Yüzde 17-18 arasındaki olası zammın, emeklilere rahat bir nefes aldırmayacağı ve maddi sorunlarını gidermeye katkı sağlamayacağı aşikar. Emeklilere seyyanen (eşit) bir artış verilmesi artık kaçınılmaz bir hal aldı. Geçtiğimiz yıl temmuz ayında memurlara verilen 8.073 TL tutarındaki seyyanen artışın, emeklilerin aylıklarına da yansıtılması beklentisi devam ediyor. Yaşam pahalılığı altında ezilen emekliler için bu seyyanen zam, adeta bir cansuyu olacaktır.
Bayram öncesi ödenen 4 bin TL tutarındaki ikramiyeyle ancak 2 kilogram baklava alınabiliyor olması, emeklilerin alım gücünün ne kadar düştüğünü acı bir şekilde gösteriyor. Yetersiz aylıklar nedeniyle torunlarına bile harçlık veremeyen, bayramlarda eli boş kalan emekliler büyük bir mahcubiyet yaşıyor.
Memur ve Memur Emeklisi İçin Durum
Yılbaşında maaşlarına yüzde 6 oranında toplu sözleşme zammı yansıtılan memur ve memur emeklileri, beş ayda yüzde 8.58 oranında enflasyon farkına hak kazandı. Haziran enflasyonu ile birlikte 6 milyonu aşkın bu kesime temmuzda ödenecek enflasyon farkı da netleşecek. Temmuzda yüzde 5 oranında toplu sözleşme zammı da alacak olan memur ve memur emeklileri, gözünü ağustos ayındaki toplu sözleşme görüşmelerine çevirmiş durumda.
Hükümet ile yetkili konfederasyon Memur-Sen ve diğer konfederasyonların oturacağı bu masada, maaş ve aylıklara 2026-2027 yıllarında yapılacak artış oranları belirlenecek. Toplu sözleşme görüşmeleri öncesi kamuoyuna sert söylemlerde bulunan Memur-Sen Genel Başkanı'ndan, aynı tavrı ve cesareti toplu sözleşme masasında da göstermesi bekleniyor. Ancak grev yasağının memurun elini kolunu bağladığı da unutulmamalı.

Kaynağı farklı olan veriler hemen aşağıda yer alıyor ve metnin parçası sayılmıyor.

impl Peer {
    /// A link in `Init`.
    pub(crate) fn new(
        local: EndPointAddress,
        remote: EndPointAddress,
        seq: u32,
        max_message_size: usize,
        events: mpsc::UnboundedSender<Event>,
        table: Weak<RefCell<PeerTable>>,
    ) -> Rc<Self> {
        Rc::new(Self {
            local,
            remote,
            seq,
            remote_seq: Cell::new(None),
            max_message_size,
            inner: RefCell::new(PeerInner {
                state: PeerState::Init,
                writer: None,
                tasks: LinkTasks::default(),
                pending_accepts: BTreeMap::new(),
            }),
            changed: Notify::new(),
            events,
            table,
        })
    }

    pub(crate) fn remote(&self) -> &EndPointAddress {
        &self.remote
    }

    pub(crate) fn seq(&self) -> u32 {
        self.seq
    }

    pub(crate) fn remote_seq(&self) -> Option<u32> {
        self.remote_seq.get()
    }

    pub(crate) fn state_name(&self) -> &'static str {
        self.inner.borrow().state.name()
    }

    pub(crate) fn is_init(&self) -> bool {
        matches!(self.inner.borrow().state, PeerState::Init)
    }

    pub(crate) fn is_closing(&self) -> bool {
        matches!(self.inner.borrow().state, PeerState::Closing(_))
    }

    /// `Valid` or `Closing`.
    pub(crate) fn is_live(&self) -> bool {
        self.inner.borrow().state.book().is_some()
    }

    /// Future resolving at the next state transition.
    ///
    /// Create it before inspecting the state so no transition is missed.
    pub(crate) fn changed(&self) -> Notified<'_> {
        self.changed.notified()
    }

    /// Wait until the link leaves `Init`.
    pub(crate) async fn wait_while_init(&self) {
        loop {
            let changed = self.changed();
            if !self.is_init() {
                return;
            }
            changed.await;
        }
    }

    pub(crate) fn track_dial(&self, handle: JoinHandle<()>) {
        self.inner.borrow_mut().tasks.dial = Some(handle);
    }

    /// `Init → Valid`; frames queued from now on go to `writer`.
    /// `remote_seq` is the remote's sequence number for the same link.
    pub(crate) fn activate(
        &self,
        writer: mpsc::UnboundedSender<Outbound>,
        remote_seq: u32,
    ) -> bool {
        let activated = {
            let mut inner = self.inner.borrow_mut();
            let activated = inner.state.activate();
            if activated {
                inner.writer = Some(writer);
                self.remote_seq.set(Some(remote_seq));
            }
            activated
        };
        if activated {
            tracing::debug!(
                "Peer::activate {} -> {} link #{} (remote #{})",
                self.local,
                self.remote,
                self.seq,
                remote_seq
            );
            self.changed.notify_waiters();
        }
        activated
    }

    /// Allocate an outgoing connection and queue its `CreatedConnection`.
    pub(crate) fn open_outgoing(&self) -> Opening {
        let mut inner = self.inner.borrow_mut();
        match inner.state.open_outgoing() {
            Open::Allocated(id) => {
                let (done, accepted) = oneshot::channel();
                inner.pending_accepts.insert(id, done);
                push(&mut inner, Frame::CreatedConnection(id).encode(), None, false);
                tracing::trace!("Peer::open_outgoing {} -> {} id={}", self.local, self.remote, id);
                Opening::Allocated { id, accepted }
            }
            Open::Wait => Opening::Wait,
            Open::Retry => Opening::Retry,
            Open::Failed(failure) => Opening::Failed(failure),
        }
    }

    /// Queue one message on outgoing connection `id`.
    pub(crate) fn send(&self, id: u32, chunks: &[&[u8]]) -> Result<WriteAck, SendError> {
        let size: usize = chunks.iter().map(|chunk| chunk.len()).sum();
        let too_large = SendError::MessageTooLarge {
            size,
            max: self.max_message_size,
        };
        if size > self.max_message_size {
            return Err(too_large);
        }

        let mut inner = self.inner.borrow_mut();
        inner.state.check_outgoing(id)?;
        let bytes = encode_payload(id, chunks, self.max_message_size).map_err(|_| too_large)?;
        let (done, ack) = oneshot::channel();
        push(&mut inner, bytes, Some(done), false);
        Ok(ack)
    }

    /// Whether outgoing connection `id` may still be used.
    pub(crate) fn check_outgoing(&self, id: u32) -> Result<(), SendError> {
        self.inner.borrow().state.check_outgoing(id)
    }

    /// Close outgoing connection `id`.
    pub(crate) fn close_outgoing(&self, id: u32) {
        let effects = {
            let mut inner = self.inner.borrow_mut();
            let effects = inner.state.close_outgoing(id);
            inner.pending_accepts.remove(&id);
            push_frames(&mut inner, &effects);
            effects
        };
        self.finish_transition(effects);
    }

    /// Close every outgoing connection on this link.
    pub(crate) fn close_all_outgoing(&self) {
        let effects = {
            let mut inner = self.inner.borrow_mut();
            let effects = inner.state.close_all_outgoing();
            inner.pending_accepts.clear();
            push_frames(&mut inner, &effects);
            effects
        };
        self.finish_transition(effects);
    }

    /// Apply one decoded frame. Returns whether the reader keeps going.
    pub(crate) fn on_frame(&self, frame: Frame) -> Result<bool, ProtocolViolation> {
        tracing::trace!("Peer::on_frame {} <- {} {:?}", self.local, self.remote, frame.kind());
        let effects = {
            let mut inner = self.inner.borrow_mut();
            let effects = inner.state.on_frame(frame)?;
            push_frames(&mut inner, &effects);
            effects
        };
        let finished = effects.finished;
        self.finish_transition(effects);
        Ok(!finished && self.is_live())
    }

    /// Emit events, notify waiters and drop the link from the table if the
    /// transition ended it.
    fn finish_transition(&self, effects: Effects) {
        let Effects {
            opened,
            accepted,
            closed,
            received,
            finished,
            ..
        } = effects;

        if let Some(id) = accepted {
            let waiter = self.inner.borrow_mut().pending_accepts.remove(&id);
            if let Some(waiter) = waiter {
                let _ = waiter.send(());
            }
        }

        if let Some(id) = opened {
            self.emit(Event::ConnectionOpened {
                id: ConnectionId::new(self.seq, id),
                reliability: Reliability::ReliableOrdered,
                remote: self.remote.clone(),
            });
        }
        if let Some((id, payload)) = received {
            self.emit(Event::Received {
                id: ConnectionId::new(self.seq, id),
                payload,
            });
        }
        for id in closed {
            self.emit(Event::ConnectionClosed(ConnectionId::new(self.seq, id)));
        }

        if finished {
            tracing::debug!("Peer: link {} -> {} #{} closed", self.local, self.remote, self.seq);
            self.detach();
        }
        self.changed.notify_waiters();
    }

    fn emit(&self, event: Event) {
        // The endpoint may already be gone; nobody is left to tell.
        let _ = self.events.send(event);
    }

    /// Remove this instance from the endpoint's table, if it is still there.
    pub(crate) fn detach(&self) {
        let Some(table) = self.table.upgrade() else {
            return;
        };
        let mut table = table.borrow_mut();
        let is_self = table
            .get(&self.remote)
            .is_some_and(|peer| std::ptr::eq(peer.as_ref(), self));
        if is_self {
            table.remove(&self.remote);
        }
    }

    /// Move to `Invalid`: report lost connections, wake waiters, stop tasks.
    pub(crate) fn fail(&self, failure: LinkFailure) {
        let (incoming, tasks) = {
            let mut inner = self.inner.borrow_mut();
            if matches!(inner.state, PeerState::Closed | PeerState::Invalid(_)) {
                return;
            }
            let previous = inner.state.name();
            let incoming = inner.state.invalidate(failure.clone());
            inner.writer = None;
            inner.pending_accepts.clear();
            tracing::warn!(
                "Peer::fail {} -> {} #{} ({}): {}",
                self.local,
                self.remote,
                self.seq,
                previous,
                failure
            );
            (incoming, std::mem::take(&mut inner.tasks))
        };

        if let Some(incoming) = incoming {
            for id in incoming {
                self.emit(Event::ConnectionClosed(ConnectionId::new(self.seq, id)));
            }
            self.emit(Event::ConnectionError(EventError {
                kind: EventErrorKind::ConnectionLost(self.remote.clone()),
                detail: failure.to_string(),
            }));
        }

        self.detach();
        self.changed.notify_waiters();
        for handle in [tasks.dial, tasks.reader, tasks.writer].into_iter().flatten() {
            handle.abort();
        }
    }

    /// Endpoint shutdown: close outgoing connections on the wire, announce
    /// the socket is going away and stop reading. Queued frames still flush.
    pub(crate) fn shutdown(&self) {
        let (dial, reader) = {
            let mut inner = self.inner.borrow_mut();
            let effects = inner.state.shutdown();
            push_frames(&mut inner, &effects);
            inner.writer = None;
            inner.pending_accepts.clear();
            (inner.tasks.dial.take(), inner.tasks.reader.take())
        };
        tracing::debug!("Peer::shutdown {} -> {} #{}", self.local, self.remote, self.seq);
        self.detach();
        self.changed.notify_waiters();
        for handle in [dial, reader].into_iter().flatten() {
            handle.abort();
        }
    }

    /// Drop a `Closing` link without events, because the remote dialed a
    /// replacement.
    pub(crate) fn retire(&self) {
        let (dial, reader) = {
            let mut inner = self.inner.borrow_mut();
            inner.state = PeerState::Closed;
            inner.writer = None;
            inner.pending_accepts.clear();
            (inner.tasks.dial.take(), inner.tasks.reader.take())
        };
        tracing::debug!("Peer::retire {} -> {} #{}", self.local, self.remote, self.seq);
        self.detach();
        self.changed.notify_waiters();
        for handle in [dial, reader].into_iter().flatten() {
            handle.abort();
        }
    }

    /// Best description of why the link cannot carry a new connection.
    pub(crate) fn failure(&self) -> LinkFailure {
        match &self.inner.borrow().state {
            PeerState::Invalid(failure) => failure.clone(),
            other => LinkFailure::Lost(format!("link is {}", other.name())),
        }
    }
}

Sonuç olarak, TÜİK verileri ve sahadaki gerçekler, emekliler için seyyanen zammın ne denli elzem olduğunu açıkça ortaya koyuyor. Milyonlarca emeklinin yaşam standartlarını yükseltmek ve onlara hak ettikleri insanca yaşamı sunmak için seyyanen zam kaçınılmaz bir çözüm olarak duruyor.